|The following article is part of conference coverage from the 2021 Annual Meeting of the Consortium of Multiple Sclerosis Centers (CMSC), held October 25-28 2021, in Orlando, Florida. Neurology Advisor’s staff will be reporting breaking news associated with research conducted by leading experts in neurology. Check back for the latest news from the 2021 CMSC Annual Meeting.
Patients with multiple sclerosis (MS) are 3-times more likely to report synesthesia than the general population, according to survey findings presented at the 2021 Annual Meeting of the Consortium of Multiple Sclerosis Centers (CMSC) held October 25-28, 2021 in Orlando, Florida.
Synesthesia is a neurologic condition of unknown etiology which causes 1 sensory domain to stimulate another, unrelated domain. MS and synesthesia may share common features, such as immune system dysfunction or brain structural abnormalities, and could be a related with MS presentation or disease progression.
To assess whether there may be commonalities between the 2 conditions, researchers from Montclair State University and the Kessler Foundation recruited self-reported individuals with MS via social media between 2019 and 2020. Participants were surveyed about demographics, features of MS, and symptoms of synesthesia.
A total of 135 individuals with relapsing-remitting MS and 9 with primary progressive MS responded to the survey.
Synesthesia was reported by 14 (9.72%), of whom most (64.29%) said these symptoms onset during childhood or before they could remember. Both men (9.09%) and women (9.84%) reported synesthesia at a similar rate. There did not appear to be an imbalance between relapsing-remitting MS (92.86%) or primary progressive MS (7.14%) individuals who reported synesthesia compared with the entire population makeup (93.75% and 6.25%, respectively).
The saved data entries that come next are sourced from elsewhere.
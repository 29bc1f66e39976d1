//! Caching layer for schedule store reads.
//!
//! Schedules change rarely (an admin edits a route a few times a year) but
//! every board view needs the route list and the route's stops. Reads are
//! cached with a TTL; projections are never cached since they depend on
//! the current time and are cheap to recompute.

use std::sync::Arc;
use std::time::Duration;

use moka::future::Cache as MokaCache;
use tracing::debug;

use crate::domain::{IntercityTrip, Route, RouteStop};
use crate::store::{ScheduleSource, StoreError};

/// Cached route list.
type RoutesEntry = Arc<Vec<Route>>;

/// Cached stops of one route.
type StopsEntry = Arc<Vec<RouteStop>>;

/// Cached intercity trips.
type TripsEntry = Arc<Vec<IntercityTrip>>;

/// Configuration for the cache.
#[derive(Debug, Clone)]
pub struct CacheConfig {
    /// TTL for cached entries.
    pub ttl: Duration,

    /// Maximum number of cached route stop lists.
    pub max_capacity: u64,
}

impl Default for CacheConfig {
    fn default() -> Self {
        Self {
            ttl: Duration::from_secs(300),
            max_capacity: 256,
        }
    }
}

/// Schedule source with caching.
pub struct CachedSchedule {
    source: ScheduleSource,
    routes: MokaCache<(), RoutesEntry>,
    stops: MokaCache<String, StopsEntry>,
    intercity: MokaCache<(), TripsEntry>,
}

impl CachedSchedule {
    /// Create a new cached source.
    pub fn new(source: ScheduleSource, config: &CacheConfig) -> Self {
        Self {
            source,
            routes: MokaCache::builder()
                .time_to_live(config.ttl)
                .max_capacity(1)
                .build(),
            stops: MokaCache::builder()
                .time_to_live(config.ttl)
                .max_capacity(config.max_capacity)
                .build(),
            intercity: MokaCache::builder()
                .time_to_live(config.ttl)
                .max_capacity(1)
                .build(),
        }
    }

    /// All routes, using the cache if available.
    pub async fn routes(&self) -> Result<RoutesEntry, StoreError> {
        if let Some(cached) = self.routes.get(&()).await {
            return Ok(cached);
        }

        let entry = Arc::new(self.source.fetch_routes().await?);
        debug!(count = entry.len(), "cached route list");
        self.routes.insert((), entry.clone()).await;

        Ok(entry)
    }

    /// Look up one route by id.
    pub async fn route(&self, route_id: &str) -> Result<Option<Route>, StoreError> {
        let routes = self.routes().await?;
        Ok(routes.iter().find(|r| r.id == route_id).cloned())
    }

    /// Stops of one route, using the cache if available.
    pub async fn route_stops(&self, route_id: &str) -> Result<StopsEntry, StoreError> {
        if let Some(cached) = self.stops.get(route_id).await {
            return Ok(cached);
        }

        let entry = Arc::new(self.source.fetch_route_stops(route_id).await?);
        debug!(route = route_id, count = entry.len(), "cached route stops");
        self.stops.insert(route_id.to_string(), entry.clone()).await;

        Ok(entry)
    }

    /// Intercity trips, using the cache if available.
    pub async fn intercity_trips(&self) -> Result<TripsEntry, StoreError> {
        if let Some(cached) = self.intercity.get(&()).await {
            return Ok(cached);
        }

        let entry = Arc::new(self.source.fetch_intercity_trips().await?);
        self.intercity.insert((), entry.clone()).await;

        Ok(entry)
    }

    /// Invalidate all cached entries.
    pub fn invalidate_all(&self) {
        self.routes.invalidate_all();
        self.stops.invalidate_all();
        self.intercity.invalidate_all();
    }
}

#[cfg(test)]
mod tests {
    use super::*;
    use crate::store::{MockData, MockScheduleStore, RouteDto};

    fn route_dto(id: &str, title: &str) -> RouteDto {
        RouteDto {
            id: id.into(),
            title: title.into(),
            start_time: "07:00:00".into(),
            end_time: "23:00:00".into(),
            frequency_min: 30,
        }
    }

    fn data(routes: Vec<RouteDto>) -> MockData {
        MockData {
            routes,
            ..MockData::default()
        }
    }

    #[test]
    fn default_config() {
        let config = CacheConfig::default();
        assert_eq!(config.ttl, Duration::from_secs(300));
        assert_eq!(config.max_capacity, 256);
    }

    #[tokio::test]
    async fn serves_cached_routes_until_invalidated() {
        let store = MockScheduleStore::new(data(vec![route_dto("r1", "Merkez")]));
        let cached = CachedSchedule::new(
            ScheduleSource::Mock(store.clone()),
            &CacheConfig::default(),
        );

        assert_eq!(cached.routes().await.unwrap().len(), 1);

        store
            .replace(data(vec![route_dto("r1", "Merkez"), route_dto("r2", "Sanayi")]))
            .await;
        assert_eq!(cached.routes().await.unwrap().len(), 1);

        cached.invalidate_all();
        assert_eq!(cached.routes().await.unwrap().len(), 2);
    }

    #[tokio::test]
    async fn route_lookup_by_id() {
        let store = MockScheduleStore::new(data(vec![
            route_dto("r1", "Merkez"),
            route_dto("r2", "Sanayi"),
        ]));
        let cached = CachedSchedule::new(ScheduleSource::Mock(store), &CacheConfig::default());

        assert_eq!(cached.route("r2").await.unwrap().unwrap().title, "Sanayi");
        assert!(cached.route("r3").await.unwrap().is_none());
    }

    #[tokio::test]
    async fn empty_stop_lists_are_cached_too() {
        let store = MockScheduleStore::default();
        let cached = CachedSchedule::new(ScheduleSource::Mock(store), &CacheConfig::default());

        assert!(cached.route_stops("r1").await.unwrap().is_empty());
        assert!(cached.route_stops("r1").await.unwrap().is_empty());
    }
}
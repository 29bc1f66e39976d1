//! Time-of-day handling for schedule data.
//!
//! The schedule store serves service windows as "HH:MM:SS" strings (the
//! store's `time` columns), while intercity departure lists are usually
//! "HH:MM". Everything the projector hands back is rendered as "HH:MM".

use chrono::{NaiveDate, NaiveDateTime, NaiveTime, Timelike};
use std::fmt;

/// Error returned when parsing an invalid time string.
#[derive(Debug, Clone, PartialEq, Eq, thiserror::Error)]
#[error("invalid time: {reason}")]
pub struct TimeError {
    reason: &'static str,
}

impl TimeError {
    fn new(reason: &'static str) -> Self {
        Self { reason }
    }
}

/// A wall-clock time of day from a daily schedule.
///
/// Carries no date: a route's service window is re-applied every day, so
/// the date only appears once a time is anchored to a reference instant.
///
/// # Examples
///
/// ```
/// use transit_server::domain::TimeOfDay;
///
/// let start = TimeOfDay::parse("07:00:00").unwrap();
/// assert_eq!(start.to_string(), "07:00");
///
/// let departure = TimeOfDay::parse("14:30").unwrap();
/// assert!(start < departure);
/// ```
#[derive(Clone, Copy, PartialEq, Eq, Hash, PartialOrd, Ord)]
pub struct TimeOfDay(NaiveTime);

impl TimeOfDay {
    /// Create a time from hour and minute, seconds zero.
    pub fn new(hour: u32, minute: u32) -> Option<Self> {
        NaiveTime::from_hms_opt(hour, minute, 0).map(Self)
    }

    /// Parse "HH:MM" or "HH:MM:SS".
    ///
    /// # Examples
    ///
    /// ```
    /// use transit_server::domain::TimeOfDay;
    ///
    /// assert!(TimeOfDay::parse("00:00").is_ok());
    /// assert!(TimeOfDay::parse("23:59:59").is_ok());
    ///
    /// assert!(TimeOfDay::parse("7:00").is_err());
    /// assert!(TimeOfDay::parse("24:00:00").is_err());
    /// assert!(TimeOfDay::parse("12:00:60").is_err());
    /// ```
    pub fn parse(s: &str) -> Result<Self, TimeError> {
        let bytes = s.as_bytes();

        if bytes.len() != 5 && bytes.len() != 8 {
            return Err(TimeError::new("expected HH:MM or HH:MM:SS format"));
        }

        if bytes[2] != b':' {
            return Err(TimeError::new("expected colon at position 2"));
        }

        let hour =
            parse_two_digits(&bytes[0..2]).ok_or_else(|| TimeError::new("invalid hour digits"))?;
        if hour > 23 {
            return Err(TimeError::new("hour must be 0-23"));
        }

        let minute = parse_two_digits(&bytes[3..5])
            .ok_or_else(|| TimeError::new("invalid minute digits"))?;
        if minute > 59 {
            return Err(TimeError::new("minute must be 0-59"));
        }

        let second = if bytes.len() == 8 {
            if bytes[5] != b':' {
                return Err(TimeError::new("expected colon at position 5"));
            }
            let second = parse_two_digits(&bytes[6..8])
                .ok_or_else(|| TimeError::new("invalid second digits"))?;
            if second > 59 {
                return Err(TimeError::new("second must be 0-59"));
            }
            second
        } else {
            0
        };

        NaiveTime::from_hms_opt(hour, minute, second)
            .map(Self)
            .ok_or_else(|| TimeError::new("invalid time"))
    }

    /// Returns the hour (0-23).
    pub fn hour(&self) -> u32 {
        self.0.hour()
    }

    /// Returns the minute (0-59).
    pub fn minute(&self) -> u32 {
        self.0.minute()
    }

    /// Returns the second (0-59).
    pub fn second(&self) -> u32 {
        self.0.second()
    }

    /// Anchor this time, truncated to whole minutes, to a calendar date.
    ///
    /// Schedules are minute-granular; stray seconds in the store are dropped.
    pub fn on_date(&self, date: NaiveDate) -> NaiveDateTime {
        let time = self
            .0
            .with_second(0)
            .and_then(|t| t.with_nanosecond(0))
            .unwrap_or(self.0);
        date.and_time(time)
    }
}

impl fmt::Debug for TimeOfDay {
    fn fmt(&self, f: &mut fmt::Formatter<'_>) -> fmt::Result {
        write!(
            f,
            "TimeOfDay({:02}:{:02}:{:02})",
            self.hour(),
            self.minute(),
            self.second()
        )
    }
}

impl fmt::Display for TimeOfDay {
    fn fmt(&self, f: &mut fmt::Formatter<'_>) -> fmt::Result {
        write!(f, "{:02}:{:02}", self.hour(), self.minute())
    }
}

impl From<NaiveTime> for TimeOfDay {
    fn from(time: NaiveTime) -> Self {
        Self(time)
    }
}

/// A projected arrival at a stop, in local wall-clock time.
///
/// Keeps the date so ordering stays correct when a stop offset pushes the
/// last trips of the day past midnight. Displays as "HH:MM".
#[derive(Clone, Copy, PartialEq, Eq, Hash, PartialOrd, Ord)]
pub struct ArrivalTime(NaiveDateTime);

impl ArrivalTime {
    pub fn new(at: NaiveDateTime) -> Self {
        Self(at)
    }

    /// Returns the local date-time of the arrival.
    pub fn datetime(&self) -> NaiveDateTime {
        self.0
    }
}

impl fmt::Debug for ArrivalTime {
    fn fmt(&self, f: &mut fmt::Formatter<'_>) -> fmt::Result {
        write!(
            f,
            "ArrivalTime({} {:02}:{:02})",
            self.0.date(),
            self.0.hour(),
            self.0.minute()
        )
    }
}

impl fmt::Display for ArrivalTime {
    fn fmt(&self, f: &mut fmt::Formatter<'_>) -> fmt::Result {
        write!(f, "{:02}:{:02}", self.0.hour(), self.0.minute())
    }
}

/// Parse two ASCII digit bytes into a u32.
fn parse_two_digits(bytes: &[u8]) -> Option<u32> {
    if bytes.len() != 2 {
        return None;
    }
    let d1 = (bytes[0] as char).to_digit(10)?;
    let d2 = (bytes[1] as char).to_digit(10)?;
    Some(d1 * 10 + d2)
}


#[cfg(test)]
mod proptests {
    use super::*;
    use proptest::prelude::*;

    prop_compose! {
        fn valid_hms()(hour in 0u32..24, minute in 0u32..60, second in 0u32..60) -> String {
            format!("{:02}:{:02}:{:02}", hour, minute, second)
        }
    }

    proptest! {
        /// Any valid HH:MM:SS string parses and displays as its HH:MM prefix
        #[test]
        fn hms_parses_and_displays_prefix(s in valid_hms()) {
            let t = TimeOfDay::parse(&s).unwrap();
            prop_assert_eq!(t.to_string(), s[..5].to_string());
        }

        /// Invalid hour is rejected
        #[test]
        fn invalid_hour_rejected(hour in 24u32..100, minute in 0u32..60) {
            let s = format!("{:02}:{:02}:00", hour, minute);
            prop_assert!(TimeOfDay::parse(&s).is_err());
        }

        /// Ordering agrees with seconds since midnight
        #[test]
        fn ordering_matches_seconds(a in valid_hms(), b in valid_hms()) {
            let ta = TimeOfDay::parse(&a).unwrap();
            let tb = TimeOfDay::parse(&b).unwrap();
            let secs = |t: TimeOfDay| t.hour() * 3600 + t.minute() * 60 + t.second();
            prop_assert_eq!(ta.cmp(&tb), secs(ta).cmp(&secs(tb)));
        }
    }
}
//! Web layer for the transit schedule server.
//!
//! Provides HTTP endpoints for route boards, stop arrivals, the nearest
//! stop and intercity departures.

mod dto;
mod routes;
mod state;
pub mod templates;

pub use dto::*;
pub use routes::{AppError, create_router};
pub use state::AppState;
pub use templates::*;
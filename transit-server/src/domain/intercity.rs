//! Intercity coach trips.

use super::TimeOfDay;

/// An out-of-town coach line with an explicit list of daily departures.
#[derive(Debug, Clone, PartialEq, Eq)]
pub struct IntercityTrip {
    pub id: String,
    pub destination: String,
    pub company_name: Option<String>,
    /// Daily departure times, sorted ascending.
    pub departure_times: Vec<TimeOfDay>,
    /// Ticket price as the operator publishes it (e.g. "450 TL").
    pub price: Option<String>,
}

impl IntercityTrip {
    /// Build a trip, sorting and de-duplicating its departures.
    pub fn new(
        id: impl Into<String>,
        destination: impl Into<String>,
        company_name: Option<String>,
        mut departure_times: Vec<TimeOfDay>,
        price: Option<String>,
    ) -> Self {
        departure_times.sort();
        departure_times.dedup();
        Self {
            id: id.into(),
            destination: destination.into(),
            company_name,
            departure_times,
            price,
        }
    }

    /// Departures strictly after `after`, earliest first, at most `limit`.
    pub fn next_departures(&self, after: TimeOfDay, limit: usize) -> Vec<TimeOfDay> {
        self.departure_times
            .iter()
            .copied()
            .filter(|t| *t > after)
            .take(limit)
            .collect()
    }
}
//! Schedule store HTTP client.
//!
//! Reads routes, route stops and intercity trips from the store's REST
//! interface (PostgREST query syntax: `column=eq.value`, `order=col.asc`,
//! embedded selects for joins).

use std::sync::Arc;

use reqwest::header::{AUTHORIZATION, HeaderMap, HeaderName, HeaderValue};
use serde::de::DeserializeOwned;
use tokio::sync::Semaphore;
use tracing::debug;

use crate::domain::{IntercityTrip, Route, RouteStop};

use super::convert::{convert_all, convert_intercity_trip, convert_route, convert_route_stop};
use super::error::StoreError;
use super::types::{IntercityTripDto, RouteDto, RouteStopDto};

/// Default base URL: a locally running store.
const DEFAULT_BASE_URL: &str = "http://localhost:54321/rest/v1";

/// Default maximum concurrent requests.
const DEFAULT_MAX_CONCURRENT: usize = 5;

/// Configuration for the schedule store client.
#[derive(Debug, Clone)]
pub struct ScheduleClientConfig {
    /// API key, sent as `apikey` and as a bearer token
    pub api_key: String,
    /// Base URL of the REST interface
    pub base_url: String,
    /// Maximum concurrent requests
    pub max_concurrent: usize,
    /// Request timeout in seconds
    pub timeout_secs: u64,
}

impl ScheduleClientConfig {
    /// Create a new config with the given API key.
    pub fn new(api_key: impl Into<String>) -> Self {
        Self {
            api_key: api_key.into(),
            base_url: DEFAULT_BASE_URL.to_string(),
            max_concurrent: DEFAULT_MAX_CONCURRENT,
            timeout_secs: 30,
        }
    }

    /// Set a custom base URL.
    pub fn with_base_url(mut self, url: impl Into<String>) -> Self {
        self.base_url = url.into();
        self
    }

    /// Set maximum concurrent requests.
    pub fn with_max_concurrent(mut self, n: usize) -> Self {
        self.max_concurrent = n;
        self
    }

    /// Set request timeout.
    pub fn with_timeout(mut self, secs: u64) -> Self {
        self.timeout_secs = secs;
        self
    }
}

/// Schedule store API client.
///
/// Uses a semaphore to cap concurrent requests to the store.
#[derive(Debug, Clone)]
pub struct ScheduleClient {
    http: reqwest::Client,
    base_url: String,
    semaphore: Arc<Semaphore>,
}

impl ScheduleClient {
    /// Create a new client with the given configuration.
    pub fn new(config: ScheduleClientConfig) -> Result<Self, StoreError> {
        let invalid_key = || StoreError::Api {
            status: 0,
            message: "Invalid API key format".to_string(),
        };

        let mut headers = HeaderMap::new();
        headers.insert(
            HeaderName::from_static("apikey"),
            HeaderValue::from_str(&config.api_key).map_err(|_| invalid_key())?,
        );
        headers.insert(
            AUTHORIZATION,
            HeaderValue::from_str(&format!("Bearer {}", config.api_key))
                .map_err(|_| invalid_key())?,
        );

        let http = reqwest::Client::builder()
            .default_headers(headers)
            .timeout(std::time::Duration::from_secs(config.timeout_secs))
            .build()?;

        Ok(Self {
            http,
            base_url: config.base_url.trim_end_matches('/').to_string(),
            semaphore: Arc::new(Semaphore::new(config.max_concurrent)),
        })
    }

    /// Fetch all routes, ordered by title.
    pub async fn fetch_routes(&self) -> Result<Vec<Route>, StoreError> {
        let rows: Vec<RouteDto> = self
            .get_json("transport_routes", &[("order", "title.asc".to_string())])
            .await?;
        Ok(convert_all(&rows, convert_route))
    }

    /// Fetch the stops of one route in travel order, each with its stop row.
    pub async fn fetch_route_stops(&self, route_id: &str) -> Result<Vec<RouteStop>, StoreError> {
        let rows: Vec<RouteStopDto> = self
            .get_json(
                "transport_route_stops",
                &[
                    ("route_id", format!("eq.{route_id}")),
                    ("select", "*,stop:transport_stops(*)".to_string()),
                    ("order", "stop_order.asc".to_string()),
                ],
            )
            .await?;
        Ok(convert_all(&rows, convert_route_stop))
    }

    /// Fetch all intercity trips, ordered by destination.
    pub async fn fetch_intercity_trips(&self) -> Result<Vec<IntercityTrip>, StoreError> {
        let rows: Vec<IntercityTripDto> = self
            .get_json("intercity_trips", &[("order", "destination.asc".to_string())])
            .await?;
        Ok(convert_all(&rows, convert_intercity_trip))
    }

    async fn get_json<T: DeserializeOwned>(
        &self,
        table: &str,
        query: &[(&str, String)],
    ) -> Result<T, StoreError> {
        let _permit = self
            .semaphore
            .acquire()
            .await
            .map_err(|_| StoreError::Api {
                status: 0,
                message: "Semaphore closed".to_string(),
            })?;

        let url = format!("{}/{}", self.base_url, table);
        debug!(%url, "fetching from schedule store");

        let response = self.http.get(&url).query(query).send().await?;

        let status = response.status();

        if status == reqwest::StatusCode::UNAUTHORIZED || status == reqwest::StatusCode::FORBIDDEN {
            return Err(StoreError::Unauthorized);
        }

        if status == reqwest::StatusCode::TOO_MANY_REQUESTS {
            return Err(StoreError::RateLimited);
        }

        if !status.is_success() {
            let body = response.text().await.unwrap_or_default();
            return Err(StoreError::Api {
                status: status.as_u16(),
                message: body,
            });
        }

        let body = response.text().await?;

        serde_json::from_str(&body).map_err(|e| StoreError::Json {
            message: e.to_string(),
            body: Some(body.chars().take(500).collect()),
        })
    }
}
This study may have been limited by recruiting individuals with self-reported disease and by the low number of individuals with primary progressive disease who responded to the advertisements.
Synesthesia is believed to occur among 2%-4% of the general population. At a rate of nearly 10%, synesthesia appears to occur at a rate 3-times higher among the MS population. There did not appear to be a gender or etiology bias for synesthesia among study participants.
These data indicated that the link between synesthesia and MS warrants “further work examining the relationship between synesthesia and MS, with a larger sample” in order to better understand the biological mechanism and whether symptoms of synesthesia may be a risk factor for MS, the researchers concluded.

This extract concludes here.